Crans Montana brucia e intanto tre ragazzi fanno il giro dell’ospedale: tappa finale riabilitazione al Niguarda, ovvio

Crans Montana brucia e intanto tre ragazzi fanno il giro dell’ospedale: tappa finale riabilitazione al Niguarda, ovvio

Al Centro ustionati dell’ospedale Niguarda, il numero di ragazzi ancora ricoverati per le ferite riportate nell’incendio di Crans Montana si è ridotto a tre, un traguardo che non sorprende nessuno vista la proverbiale lentezza degli avanzi del sistema sanitario italiano. Ovviamente, non è finita qui: entro dieci giorni, questi superstiti saranno «gentilmente» trasferiti in centri di riabilitazione, dove, udite udite, si trova già un altro ferito che non ha proprio niente da invidiare a questa lunga odissea medica.

Franz Wilhelm Baruffaldi-Preis, chirurgo plastico e ricostruttivo nonché direttore del Centro ustionati di Niguarda, ha deciso di regalarci qualche chicca a margine di un convegno sulla maxi emergenza grandi ustionati all’ospedale Cardarelli di Napoli. Spiega con la calma olimpica di chi sa che nessuno lo può contraddire: “I ragazzi, da un punto di vista riparativo e ricostruttivo, stanno molto bene e sono in procinto di essere trasferiti in centri di riabilitazione.” Tradotto: per fortuna sopravvivono, anche se solo per ora.

Continuando con la favola, aggiunge che “quelli rimasti avevano percentuali più alte di superficie corporea ustionata, e abbiamo dovuto continuare a operarli in tutti i modi, perché il danno era gravissimo.” Se non fosse tragico, sarebbe quasi affascinante osservare la profonda umiltà nel dover ancora “tentare” di fare qualcosa dopo tutto questo tempo.

Le cure infinite e il laser magico

Il professor Baruffaldi-Preis ci informa che il divertimento non finirà presto: “Dovranno fare cure per alcuni anni.” Curioso come si parli di anni e non di qualche settimana o mese, come se tutto questo fosse un normale e scontato percorso di tortura a tempo indeterminato.

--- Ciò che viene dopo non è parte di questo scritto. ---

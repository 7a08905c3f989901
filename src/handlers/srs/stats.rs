use axum::{extract::State, Json};

use crate::data::models::{SrsResult, SrsStats};
use crate::handlers::extract::QueryParams;
use crate::handlers::ClockParams;
use crate::state::AppState;

pub async fn stats(
    State(state): State<AppState>,
    QueryParams(params): QueryParams<ClockParams>,
) -> SrsResult<Json<SrsStats>> {
    Ok(Json(state.service.stats(params.now())?))
}
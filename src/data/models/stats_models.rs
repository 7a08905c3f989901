use chrono::{DateTime, NaiveDate, Utc};
use serde::{Deserialize, Serialize};

use super::Quality;

/// Aggregated review statistics.
#[derive(Debug, Clone, PartialEq, Serialize, Deserialize)]
pub struct SrsStats {
    pub total_words: i64,
    pub due_count: i64,
    pub overdue_count: i64,
    /// Reviews committed on the current calendar day.
    pub completed_reviews: i64,
    /// Every review ever logged, including those of deleted words.
    pub total_reviews: i64,
    pub average_quality: f64,
    /// Percentage of reviews rated Good or Easy, one decimal.
    pub retention_rate: f64,
    pub streak_days: u32,
    pub last_review_date: Option<NaiveDate>,
}

/// One bucket of the due forecast.
#[derive(Debug, Clone, Copy, PartialEq, Eq, Serialize, Deserialize)]
pub struct DailyCount {
    pub date: NaiveDate,
    pub count: i64,
}

#[derive(Debug, Serialize, Deserialize)]
pub struct DailyCountsResponse {
    pub daily_counts: Vec<DailyCount>,
}

#[derive(Debug, Serialize, Deserialize)]
pub struct UpcomingResponse {
    pub upcoming: Vec<super::WordRecord>,
}

#[derive(Debug, Clone, PartialEq, Serialize, Deserialize)]
pub struct NextReviewInfo {
    pub word_id: i32,
    pub due_at: DateTime<Utc>,
    pub interval_days: i32,
    pub is_due: bool,
    /// Whole days until due; zero or negative once due.
    pub days_until_due: i64,
    pub last_reviewed_at: Option<DateTime<Utc>>,
}

/// What a rating would do, without committing it.
#[derive(Debug, Clone, PartialEq, Serialize, Deserialize)]
pub struct ReviewPreview {
    pub quality: Quality,
    pub label: String,
    pub interval_days: i32,
    pub due_at: DateTime<Utc>,
    pub display: String,
}

#[derive(Debug, Serialize, Deserialize)]
pub struct ReviewPreviewResponse {
    pub preview: Vec<ReviewPreview>,
}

Ah, ma c’è di più! La ciliegina sulla torta: un nuovissimo laser di ultima generazione, appena acquistato dal Niguarda, promette miracoli da fantascienza. “Permette di schiarire e di elasticizzare le cicatrici” – no, non stiamo parlando della bacchetta magica di Harry Potter, ma quasi – il tutto accompagnato da un servizio di riabilitazione che include massaggi con macchine meccaniche per un linfodrenaggio di alta precisione, perché ovviamente senza un team umano che suda dietro alle macchine non sarebbe lo stesso.

Il professor conclude con un tono quasi profetico: “Dobbiamo aumentare le ore di attenzione perché la cicatrice lavora ventiquattro ore al giorno.” Una sinfonia di sarcasmo e realtà dura a morire, dove le cicatrici sono protagoniste di un vero e proprio turno ininterrotto, come i burocrati delle nostre strutture pubbliche.